Officer Lionberger did not take the time to observe the nature of the production (Id., p 17, ln. 19 to p. 18, ln. 5). He admitted he was “just asked to look for smoke and then call Chief Switajewski” (Id., p. 18, ln. 6-9). Indeed, he testified that he did this “almost immediately” after seeing people smoking cigarettes. (Id., p. 17, ln. 11-18).

Officer Lionberger went outside to call his chief on the cell phone (Id., p. 18, ln. 10) and Chief Switajewski arrived on scene in 20 seconds (Id., p. 10, ln. 23 to p. 11, ln. 1). In fact, Chief Switajewski admitted on cross-examination that he was sitting in his patrol car in front of the city garage and waiting for Officer Lionberger’s call (Id., p. 35, ln. 17-23).
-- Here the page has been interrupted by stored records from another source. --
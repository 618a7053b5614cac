//! Random integer source for every stochastic placement/speed decision
//!
//! Samples are drawn by flooring a scaled unit sample. Rounding a continuous
//! sample would under-weight both endpoints of the range.

use rand::{Rng, SeedableRng};
use rand_pcg::Pcg32;

use crate::error::SimError;

/// Validated inclusive integer range (`min <= max`)
#[derive(Debug, Clone, Copy, PartialEq, Eq)]
pub struct IntRange {
    min: i32,
    max: i32,
}

impl IntRange {
    /// Build a range, rejecting `min > max`
    pub fn new(min: i32, max: i32) -> Result<Self, SimError> {
        if min > max {
            return Err(SimError::InvalidRange { min, max });
        }
        Ok(Self { min, max })
    }

    /// Range from bounds already known to be ordered (constants, validated
    /// config). In a `const` a bad pair fails the build.
    pub const fn fixed(min: i32, max: i32) -> Self {
        assert!(min <= max, "IntRange::fixed requires min <= max");
        Self { min, max }
    }

    pub fn min(&self) -> i32 {
        self.min
    }

    pub fn max(&self) -> i32 {
        self.max
    }

    /// Number of integers in the range (up to 2^32 for the full `i32` span)
    pub fn len(&self) -> u64 {
        (self.max as i64 - self.min as i64 + 1) as u64
    }

    pub fn is_empty(&self) -> bool {
        false
    }

    pub fn contains(&self, value: i32) -> bool {
        (self.min..=self.max).contains(&value)
    }
}

/// Supplies uniformly distributed integers
pub trait RandomProvider {
    /// Next uniform sample in `[0, 1)`. Consumes one unit of entropy.
    fn next_unit(&mut self) -> f64;

    /// Uniform integer in a validated range
    fn sample(&mut self, range: IntRange) -> i32 {
        let len = range.len() as i64;
        // Guard the upper edge against a provider returning exactly 1.0
        let offset = ((self.next_unit() * len as f64).floor() as i64).clamp(0, len - 1);
        (range.min as i64 + offset) as i32
    }

    /// Uniform integer in `[min, max]`, both inclusive
    fn random_int(&mut self, min: i32, max: i32) -> Result<i32, SimError> {
        Ok(self.sample(IntRange::new(min, max)?))
    }
}

/// Default provider: PCG32 seeded from a `u64` for reproducible runs
#[derive(Debug, Clone)]
pub struct SeededRandom {
    seed: u64,
    rng: Pcg32,
}

impl SeededRandom {
    pub fn new(seed: u64) -> Self {
        Self {
            seed,
            rng: Pcg32::seed_from_u64(seed),
        }
    }

    /// Seed this provider was created from
    pub fn seed(&self) -> u64 {
        self.seed
    }
}

impl RandomProvider for SeededRandom {
    fn next_unit(&mut self) -> f64 {
        self.rng.random::<f64>()
    }
}

#[cfg(test)]
pub(crate) mod tests {
    use super::*;

    /// Replays fixed unit samples, cycling when exhausted
    pub(crate) struct ScriptedRandom {
        samples: Vec<f64>,
        next: usize,
    }

    impl ScriptedRandom {
        pub(crate) fn new(samples: Vec<f64>) -> Self {
            Self { samples, next: 0 }
        }

        /// Samples that make `sample(range)` return exactly `values`
        pub(crate) fn picking(picks: &[(i32, IntRange)]) -> Self {
            let samples = picks
                .iter()
                .map(|&(value, range)| {
                    let index = (value as i64 - range.min() as i64) as f64;
                    (index + 0.5) / range.len() as f64
                })
                .collect();
            Self::new(samples)
        }
    }

    impl RandomProvider for ScriptedRandom {
        fn next_unit(&mut self) -> f64 {
            let sample = self.samples[self.next % self.samples.len()];
            self.next += 1;
            sample
        }
    }

    #[test]
    fn test_invalid_range_rejected() {
        let mut rng = SeededRandom::new(1);
        assert_eq!(
            rng.random_int(4, 1),
            Err(SimError::InvalidRange { min: 4, max: 1 })
        );
    }

    #[test]
    fn test_single_value_range() {
        let mut rng = SeededRandom::new(7);
        for _ in 0..20 {
            assert_eq!(rng.random_int(3, 3), Ok(3));
        }
    }

    #[test]
    fn test_floor_mapping_hits_endpoints() {
        let range = IntRange::fixed(1, 4);
        let mut rng = ScriptedRandom::new(vec![0.0, 0.2499, 0.25, 0.9999, 1.0]);
        let drawn: Vec<i32> = (0..5).map(|_| rng.sample(range)).collect();
        assert_eq!(drawn, vec![1, 1, 2, 4, 4]);
    }

    #[test]
    fn test_distribution_is_uniform_including_endpoints() {
        let mut rng = SeededRandom::new(12345);
        let mut counts = [0u32; 4];
        let draws = 40_000;
        for _ in 0..draws {
            let v = rng.random_int(1, 4).unwrap();
            counts[(v - 1) as usize] += 1;
        }
        // Each bucket should be near 10_000; rounding would starve 1 and 4
        for count in counts {
            assert!((9_000..11_000).contains(&count), "counts: {counts:?}");
        }
    }

    #[test]
    fn test_negative_ranges() {
        let mut rng = SeededRandom::new(3);
        for _ in 0..100 {
            let v = rng.random_int(-4, -1).unwrap();
            assert!((-4..=-1).contains(&v));
        }
    }

    #[test]
    fn test_full_i32_range() {
        let range = IntRange::fixed(i32::MIN, i32::MAX);
        assert_eq!(range.len(), 1 << 32);

        let mut edges = ScriptedRandom::new(vec![0.0, 0.5, 1.0]);
        assert_eq!(edges.sample(range), i32::MIN);
        assert_eq!(edges.sample(range), 0);
        assert_eq!(edges.sample(range), i32::MAX);

        let mut rng = SeededRandom::new(5);
        let drawn: Vec<i32> = (0..200)
            .map(|_| rng.random_int(i32::MIN, i32::MAX).unwrap())
            .collect();
        assert!(drawn.iter().any(|&v| v < 0));
        assert!(drawn.iter().any(|&v| v > 0));
        assert!(drawn.iter().all(|&v| v != i32::MIN));
    }

    #[test]
    fn test_same_seed_same_sequence() {
        let mut a = SeededRandom::new(99);
        let mut b = SeededRandom::new(99);
        for _ in 0..50 {
            assert_eq!(a.random_int(0, 100), b.random_int(0, 100));
        }
        assert_eq!(a.seed(), 99);
    }
}
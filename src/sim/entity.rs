//! Entity models: enemies, collectible gems and the player
//!
//! All three share the [`Entity`] capability set. The core only ever calls
//! it through generics, so dispatch is static.

use glam::Vec2;
use serde::{Deserialize, Serialize};

use super::grid::{Cell, GridGeometry};
use super::random::{IntRange, RandomProvider};
use crate::consts::{ENEMY_SPEED_RANGE, ENEMY_STEP_RATE, ENEMY_WRAP_OFFSET_RANGE};

/// Which image a renderer should draw for an entity
#[derive(Debug, Clone, Copy, PartialEq, Eq, Hash, Serialize, Deserialize)]
pub enum SpriteId {
    EnemyBug,
    Gem(CollectibleKind),
    /// Player character, by skin index
    Character(usize),
}

/// Render description of one entity
#[derive(Debug, Clone, Copy, PartialEq, Serialize, Deserialize)]
pub struct Sprite {
    pub id: SpriteId,
    pub cell: Cell,
    /// Top-left pixel of the entity's tile
    pub pixel: Vec2,
}

/// Capability set shared by every board entity
pub trait Entity {
    /// Cell the entity currently occupies
    fn cell(&self) -> Cell;

    /// Advance the entity's own behavior by `dt` seconds
    fn update<R: RandomProvider>(&mut self, _dt: f32, _grid: &GridGeometry, _rng: &mut R) {}

    /// What a renderer needs to draw this entity
    fn describe_for_render(&self, grid: &GridGeometry) -> Sprite;
}

/// A bug running left to right along one of the stone lanes
#[derive(Debug, Clone, PartialEq, Serialize, Deserialize)]
pub struct Enemy {
    pub cell: Cell,
    /// Countdown until the next column advance
    pub speed: f32,
    pub sprite: SpriteId,
}

impl Enemy {
    /// New enemy waiting off the left edge in a random lane
    pub fn spawn<R: RandomProvider>(grid: &GridGeometry, rng: &mut R) -> Self {
        let col = -rng.sample(ENEMY_WRAP_OFFSET_RANGE);
        let row = rng.sample(grid.lane_range());
        let speed = rng.sample(ENEMY_SPEED_RANGE) as f32;
        Self {
            cell: Cell::new(col, row),
            speed,
            sprite: SpriteId::EnemyBug,
        }
    }

    /// Most countdown one update may burn: a slowest-speed lap from the
    /// farthest wrap offset to past the right edge
    fn max_burn(grid: &GridGeometry) -> f32 {
        let lap = grid.columns.max(0) + ENEMY_WRAP_OFFSET_RANGE.max();
        lap as f32 * ENEMY_SPEED_RANGE.max() as f32
    }

    /// Send the enemy back off the left edge in a freshly drawn lane
    fn wrap<R: RandomProvider>(&mut self, grid: &GridGeometry, rng: &mut R) {
        self.cell.col = -rng.sample(ENEMY_WRAP_OFFSET_RANGE);
        self.cell.row = rng.sample(grid.lane_range());
    }
}

impl Entity for Enemy {
    fn cell(&self) -> Cell {
        self.cell
    }

    fn update<R: RandomProvider>(&mut self, dt: f32, grid: &GridGeometry, rng: &mut R) {
        let max_burn = Self::max_burn(grid);
        let burn = if dt.is_finite() {
            (ENEMY_STEP_RATE * dt).clamp(0.0, max_burn)
        } else {
            0.0
        };
        self.speed = (self.speed - burn).max(-max_burn);

        // Overshoot carries into the next countdown, so one long frame
        // advances as far as several short ones
        while self.speed <= 0.0 {
            self.cell.col += 1;
            self.speed += rng.sample(ENEMY_SPEED_RANGE) as f32;

            if grid.is_past_right_edge(self.cell) {
                self.wrap(grid, rng);
            }
        }
    }

    fn describe_for_render(&self, grid: &GridGeometry) -> Sprite {
        Sprite {
            id: self.sprite,
            cell: self.cell,
            pixel: grid.cell_to_pixel(self.cell),
        }
    }
}

/// Gem colors
#[derive(Debug, Clone, Copy, PartialEq, Eq, Hash, Serialize, Deserialize)]
pub enum CollectibleKind {
    Blue,
    Green,
    Orange,
}

impl CollectibleKind {
    pub const ALL: [CollectibleKind; 3] = [
        CollectibleKind::Blue,
        CollectibleKind::Green,
        CollectibleKind::Orange,
    ];

    const RANGE: IntRange = IntRange::fixed(0, Self::ALL.len() as i32 - 1);

    /// Uniformly random gem color
    pub fn random<R: RandomProvider>(rng: &mut R) -> Self {
        Self::ALL[rng.sample(Self::RANGE) as usize]
    }

    pub fn as_str(&self) -> &'static str {
        match self {
            CollectibleKind::Blue => "Blue",
            CollectibleKind::Green => "Green",
            CollectibleKind::Orange => "Orange",
        }
    }
}

/// A gem sitting on a lane cell until the player picks it up
#[derive(Debug, Clone, Copy, PartialEq, Eq, Serialize, Deserialize)]
pub struct Collectible {
    pub cell: Cell,
    pub kind: CollectibleKind,
}

impl Collectible {
    pub fn new(cell: Cell, kind: CollectibleKind) -> Self {
        Self { cell, kind }
    }
}

impl Entity for Collectible {
    fn cell(&self) -> Cell {
        self.cell
    }

    fn describe_for_render(&self, grid: &GridGeometry) -> Sprite {
        Sprite {
            id: SpriteId::Gem(self.kind),
            cell: self.cell,
            pixel: grid.cell_to_pixel(self.cell),
        }
    }
}

/// The player's character
#[derive(Debug, Clone, PartialEq, Eq, Serialize, Deserialize)]
pub struct Player {
    pub cell: Cell,
    pub score: u32,
    /// Selected skin, always `< skin_count`
    pub skin_index: usize,
}

impl Player {
    pub fn new(grid: &GridGeometry) -> Self {
        Self {
            cell: grid.start_cell(),
            score: 0,
            skin_index: 0,
        }
    }

    /// Back to the start cell with zero score. The skin choice is kept.
    pub fn reset(&mut self, grid: &GridGeometry) {
        self.cell = grid.start_cell();
        self.score = 0;
    }

    /// Move one cell, clamped to the board
    pub fn step(&mut self, dcol: i32, drow: i32, grid: &GridGeometry) {
        self.cell = grid.clamp_player(self.cell.offset(dcol, drow));
    }

    /// Select the next skin; stops at the last one
    pub fn next_skin(&mut self, skin_count: usize) {
        if self.skin_index + 1 < skin_count {
            self.skin_index += 1;
        }
    }

    /// Select the previous skin; stops at the first one
    pub fn prev_skin(&mut self) {
        self.skin_index = self.skin_index.saturating_sub(1);
    }
}

impl Entity for Player {
    fn cell(&self) -> Cell {
        self.cell
    }

    fn describe_for_render(&self, grid: &GridGeometry) -> Sprite {
        Sprite {
            id: SpriteId::Character(self.skin_index),
            cell: self.cell,
            pixel: grid.cell_to_pixel(self.cell),
        }
    }
}
//! Frame driver
//!
//! Each frame drains queued input into the game, ticks the simulation with
//! the elapsed time, then renders. Input is always applied before the tick
//! that observes it.

use crate::consts::MAX_FRAME_DT;
use crate::platform::{InputSource, Renderer};
use crate::sim::{GameState, RandomProvider, SeededRandom, TickOutcome};

/// Owns the single game state and the capabilities around it
pub struct GameLoop<I, D, R: RandomProvider = SeededRandom> {
    state: GameState<R>,
    input: I,
    renderer: D,
    frames: u64,
}

impl<I: InputSource, D: Renderer, R: RandomProvider> GameLoop<I, D, R> {
    pub fn new(state: GameState<R>, input: I, renderer: D) -> Self {
        Self {
            state,
            input,
            renderer,
            frames: 0,
        }
    }

    pub fn state(&self) -> &GameState<R> {
        &self.state
    }

    pub fn renderer(&self) -> &D {
        &self.renderer
    }

    /// Frames run so far
    pub fn frames(&self) -> u64 {
        self.frames
    }

    /// False once the input source has closed
    pub fn is_running(&self) -> bool {
        !self.input.is_closed()
    }

    /// Run one frame with `dt` seconds elapsed since the previous one
    pub fn frame(&mut self, dt: f32) -> Result<TickOutcome, D::Error> {
        for action in self.input.drain() {
            self.state.handle_input(action);
        }

        // Long stalls (debugger, suspended terminal) must not teleport bugs
        let outcome = self.state.tick(dt.min(MAX_FRAME_DT));
        if outcome.game_over {
            log::info!("Game over after {} frames", self.frames);
        }

        self.renderer.render(&self.state)?;
        self.frames += 1;
        Ok(outcome)
    }

    /// Tear down, returning the final state
    pub fn into_state(self) -> GameState<R> {
        self.state
    }
}
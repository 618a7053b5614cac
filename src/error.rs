//! Error types
//!
//! Only programmer/configuration mistakes are errors. Anything that comes
//! from the player (bad keys, out-of-phase input) is ignored instead.

use thiserror::Error;

/// Errors raised by the simulation core
#[derive(Debug, Clone, Error, PartialEq, Eq)]
pub enum SimError {
    /// A random range was requested with `min > max`
    #[error("invalid range: min {min} is greater than max {max}")]
    InvalidRange { min: i32, max: i32 },
    /// The game cannot be built from the given configuration
    #[error("invalid configuration: {0}")]
    InvalidConfiguration(String),
}

/// Errors raised while loading a [`crate::GameConfig`]
#[derive(Debug, Error)]
pub enum ConfigError {
    #[error("failed to read config file: {0}")]
    Io(#[from] std::io::Error),
    #[error("failed to parse config: {0}")]
    Parse(#[from] serde_json::Error),
    #[error(transparent)]
    Invalid(#[from] SimError),
}
//! Game state and the top-level phase machine
//!
//! One `GameState` owns every entity, the score and the RNG. Input and ticks
//! mutate it through `handle_input` and `tick`; renderers read it.

use serde::{Deserialize, Serialize};

use super::entity::{Collectible, Enemy, Entity, Player, Sprite};
use super::grid::GridGeometry;
use super::random::{RandomProvider, SeededRandom};
use super::spawner;
use crate::config::GameConfig;
use crate::error::SimError;

/// Current phase of the game
#[derive(Debug, Clone, Copy, PartialEq, Eq, Default, Serialize, Deserialize)]
pub enum GamePhase {
    /// Title screen; skin selection
    #[default]
    Menu,
    /// Active gameplay
    Playing,
    /// Run ended; simulation frozen until restart
    GameOver,
}

impl GamePhase {
    pub fn as_str(&self) -> &'static str {
        match self {
            GamePhase::Menu => "Menu",
            GamePhase::Playing => "Playing",
            GamePhase::GameOver => "GameOver",
        }
    }
}

/// Complete game state
#[derive(Debug, Clone)]
pub struct GameState<R: RandomProvider = SeededRandom> {
    config: GameConfig,
    /// Current phase
    pub phase: GamePhase,
    /// The player's character
    pub player: Player,
    /// Always `config.enemy_count` long
    pub enemies: Vec<Enemy>,
    /// Always `config.collectible_count` long, one per cell
    pub collectibles: Vec<Collectible>,
    pub(crate) rng: R,
}

impl GameState<SeededRandom> {
    /// Create a game in the menu, seeded for reproducibility
    pub fn new(config: GameConfig, seed: u64) -> Result<Self, SimError> {
        Self::with_random(config, SeededRandom::new(seed))
    }
}

impl<R: RandomProvider> GameState<R> {
    /// Create a game in the menu using the given random source
    pub fn with_random(config: GameConfig, rng: R) -> Result<Self, SimError> {
        config.validate()?;

        let mut state = Self {
            player: Player::new(&config.grid),
            config,
            phase: GamePhase::Menu,
            enemies: Vec::new(),
            collectibles: Vec::new(),
            rng,
        };
        state.populate();

        log::info!(
            "New game: {} enemies, {} gems, {}x{} board",
            state.config.enemy_count,
            state.config.collectible_count,
            state.config.grid.columns,
            state.config.grid.rows
        );
        Ok(state)
    }

    pub fn config(&self) -> &GameConfig {
        &self.config
    }

    pub fn grid(&self) -> &GridGeometry {
        &self.config.grid
    }

    pub fn score(&self) -> u32 {
        self.player.score
    }

    /// Display name of the selected skin
    pub fn skin_name(&self) -> &str {
        self.config
            .skins
            .get(self.player.skin_index)
            .map(String::as_str)
            .unwrap_or_default()
    }

    /// Rebuild the enemy and collectible sets from scratch
    fn populate(&mut self) {
        let grid = self.config.grid;
        self.enemies = (0..self.config.enemy_count)
            .map(|_| Enemy::spawn(&grid, &mut self.rng))
            .collect();
        self.collectibles = spawner::fill(
            Vec::new(),
            self.config.collectible_count,
            &grid,
            &mut self.rng,
        );
    }

    /// Full restart: fresh player position and score, fresh entities, playing
    pub fn reset(&mut self) {
        let grid = self.config.grid;
        self.player.reset(&grid);
        self.populate();
        self.set_phase(GamePhase::Playing);
        log::info!("Game reset");
    }

    pub(crate) fn set_phase(&mut self, phase: GamePhase) {
        if self.phase != phase {
            log::info!("Phase {} -> {}", self.phase.as_str(), phase.as_str());
            self.phase = phase;
        }
    }

    /// Sprites in draw order: gems, then enemies, then the player on top
    pub fn sprites(&self) -> Vec<Sprite> {
        let grid = self.grid();
        self.collectibles
            .iter()
            .map(|gem| gem.describe_for_render(grid))
            .chain(self.enemies.iter().map(|enemy| enemy.describe_for_render(grid)))
            .chain(std::iter::once(self.player.describe_for_render(grid)))
            .collect()
    }

    /// Serializable copy of everything a renderer shows
    pub fn snapshot(&self) -> Snapshot {
        Snapshot {
            phase: self.phase,
            score: self.player.score,
            skin_name: self.skin_name().to_string(),
            player: self.player.clone(),
            enemies: self.enemies.clone(),
            collectibles: self.collectibles.clone(),
        }
    }
}

/// Point-in-time view of a game, detached from its RNG
#[derive(Debug, Clone, PartialEq, Serialize, Deserialize)]
pub struct Snapshot {
    pub phase: GamePhase,
    pub score: u32,
    pub skin_name: String,
    pub player: Player,
    pub enemies: Vec<Enemy>,
    pub collectibles: Vec<Collectible>,
}
//! Gem Hopper - a lane-crossing grid arcade game
//!
//! Core modules:
//! - `sim`: Deterministic simulation (entities, collisions, game state)
//! - `config`: Construction-time game configuration
//! - `platform`: Input and rendering capabilities, terminal implementations
//! - `driver`: Frame loop tying input, simulation and rendering together
//! - `ui`: HUD and overlay text

pub mod config;
pub mod driver;
pub mod error;
pub mod platform;
pub mod sim;
pub mod ui;

pub use config::GameConfig;
pub use driver::GameLoop;
pub use error::{ConfigError, SimError};
pub use sim::{Action, GamePhase, GameState};

/// Game configuration constants
pub mod consts {
    use crate::sim::IntRange;

    /// Enemy countdown burned per second of wall time
    pub const ENEMY_STEP_RATE: f32 = 4.0;
    /// Countdown drawn after each enemy column advance
    pub const ENEMY_SPEED_RANGE: IntRange = IntRange::fixed(1, 4);
    /// How far off the left edge a (re)spawned enemy waits
    pub const ENEMY_WRAP_OFFSET_RANGE: IntRange = IntRange::fixed(1, 4);

    /// Board rows
    pub const HAZARD_ROW: i32 = 0;
    pub const FIRST_LANE_ROW: i32 = 1;
    pub const LAST_LANE_ROW: i32 = 3;

    /// Tile size in pixels
    pub const CELL_WIDTH: f32 = 101.0;
    pub const CELL_HEIGHT: f32 = 73.0;

    /// Longest frame the driver will simulate in one tick (seconds)
    pub const MAX_FRAME_DT: f32 = 0.25;
}
//! Collectible (re)population by rejection sampling
//!
//! Guarantees that no two collectibles share a cell and that every new one
//! lands on a lane cell.

use super::entity::{Collectible, CollectibleKind};
use super::grid::{Cell, GridGeometry};
use super::random::RandomProvider;
use crate::error::SimError;

/// Fill `existing` up to `target` collectibles.
///
/// Survivors keep their cells and order; new gems go to uniformly random
/// lane cells not already taken. Fails if `target` cannot fit on the lanes.
pub fn replenish<R: RandomProvider>(
    existing: Vec<Collectible>,
    target: usize,
    grid: &GridGeometry,
    rng: &mut R,
) -> Result<Vec<Collectible>, SimError> {
    let capacity = grid.lane_capacity();
    if target > capacity {
        return Err(SimError::InvalidConfiguration(format!(
            "{target} collectibles do not fit in {capacity} lane cells"
        )));
    }

    // Survivors placed off the lanes do not use up lane cells
    let lane_survivors = existing.iter().filter(|c| grid.is_lane(c.cell)).count();
    let free_lane_cells = capacity.saturating_sub(lane_survivors);
    let needed = target.saturating_sub(existing.len());
    if needed > free_lane_cells {
        return Err(SimError::InvalidConfiguration(format!(
            "{needed} new collectibles do not fit in {free_lane_cells} free lane cells"
        )));
    }

    Ok(fill(existing, target, grid, rng))
}

/// Rejection-sampling core of [`replenish`]. Callers guarantee the free lane
/// cells can hold `target`; the game state does so by validating its config.
pub(crate) fn fill<R: RandomProvider>(
    mut existing: Vec<Collectible>,
    target: usize,
    grid: &GridGeometry,
    rng: &mut R,
) -> Vec<Collectible> {
    let columns = grid.column_range();
    let lanes = grid.lane_range();
    while existing.len() < target {
        let candidate = Cell::new(rng.sample(columns), rng.sample(lanes));
        if existing.iter().any(|gem| gem.cell == candidate) {
            continue;
        }
        let kind = CollectibleKind::random(rng);
        log::trace!("placed {} gem at {:?}", kind.as_str(), candidate);
        existing.push(Collectible::new(candidate, kind));
    }
    existing
}

#[cfg(test)]
mod tests {
    use super::*;
    use crate::sim::random::SeededRandom;
    use proptest::prelude::*;
    use std::collections::HashSet;

    #[test]
    fn test_fills_empty_board() {
        let grid = GridGeometry::default();
        let mut rng = SeededRandom::new(42);
        let gems = replenish(Vec::new(), 3, &grid, &mut rng).unwrap();
        assert_eq!(gems.len(), 3);
        assert!(gems.iter().all(|g| grid.is_lane(g.cell)));
    }

    #[test]
    fn test_keeps_survivors_in_order() {
        let grid = GridGeometry::default();
        let mut rng = SeededRandom::new(8);
        let survivors = vec![
            Collectible::new(Cell::new(4, 3), CollectibleKind::Blue),
            Collectible::new(Cell::new(0, 1), CollectibleKind::Orange),
        ];
        let gems = replenish(survivors.clone(), 5, &grid, &mut rng).unwrap();
        assert_eq!(gems.len(), 5);
        assert_eq!(&gems[..2], &survivors[..]);
    }

    #[test]
    fn test_full_board_terminates() {
        let grid = GridGeometry::default();
        let mut rng = SeededRandom::new(3);
        let gems = replenish(Vec::new(), 15, &grid, &mut rng).unwrap();
        let cells: HashSet<Cell> = gems.iter().map(|g| g.cell).collect();
        assert_eq!(cells.len(), 15);
    }

    #[test]
    fn test_rejects_target_over_capacity() {
        let grid = GridGeometry::default();
        let mut rng = SeededRandom::new(3);
        let err = replenish(Vec::new(), 16, &grid, &mut rng).unwrap_err();
        assert!(matches!(err, SimError::InvalidConfiguration(_)));
    }

    #[test]
    fn test_already_full_is_untouched() {
        let grid = GridGeometry::default();
        let mut rng = SeededRandom::new(3);
        let gems = vec![Collectible::new(Cell::new(2, 5), CollectibleKind::Blue)];
        let out = replenish(gems.clone(), 1, &grid, &mut rng).unwrap();
        assert_eq!(out, gems);
    }

    proptest! {
        #[test]
        fn prop_replenish_unique_lane_cells(
            seed in any::<u64>(),
            target in 1usize..=15,
            keep in 0usize..=15,
        ) {
            let grid = GridGeometry::default();
            let mut rng = SeededRandom::new(seed);
            let full = replenish(Vec::new(), target, &grid, &mut rng).unwrap();
            // Drop some, as if consumed, then refill
            let survivors: Vec<Collectible> = full.into_iter().take(keep.min(target)).collect();
            let gems = replenish(survivors, target, &grid, &mut rng).unwrap();

            prop_assert_eq!(gems.len(), target);
            let cells: HashSet<Cell> = gems.iter().map(|g| g.cell).collect();
            prop_assert_eq!(cells.len(), target);
            for gem in &gems {
                prop_assert!(grid.is_lane(gem.cell));
            }
        }
    }
}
Officer Lionberger testified that Chief Switajewski did not ask him any questions about the production; the two of them just went into the bar and “took care of what we took care of.” (Id., p. 18, ln. 19-22). Chief Switajewski approached the first person, Troy Haski, who he saw smoking, took him into a back room and had Officer Lionberger issue him a citation for “unlawful smoking” (Id., p. 11, ln. 21 to p. 12, ln. 6). Officer Lionberger did not ask Mr. Haski any questions “about what he was doing with regard to the smoking” but did confirm that Mr. Haski was “wearing a sticker” (Id., p. 19, ln. 6-11). Chief Switajewski also confirmed this (Id., p. 25, ln. 22 to p. 26, ln. 2).

But Chief Switajewski did not believe a theatrical production was going on. He did not see anyone on the stage, he “did not hear anything that looked like some type of theatrical production was going on”, he did not hear “lines or verses” and everyone was “sitting other than the bartender.” (Id., p. 26, ln. 13 to p. 27, ln. 4).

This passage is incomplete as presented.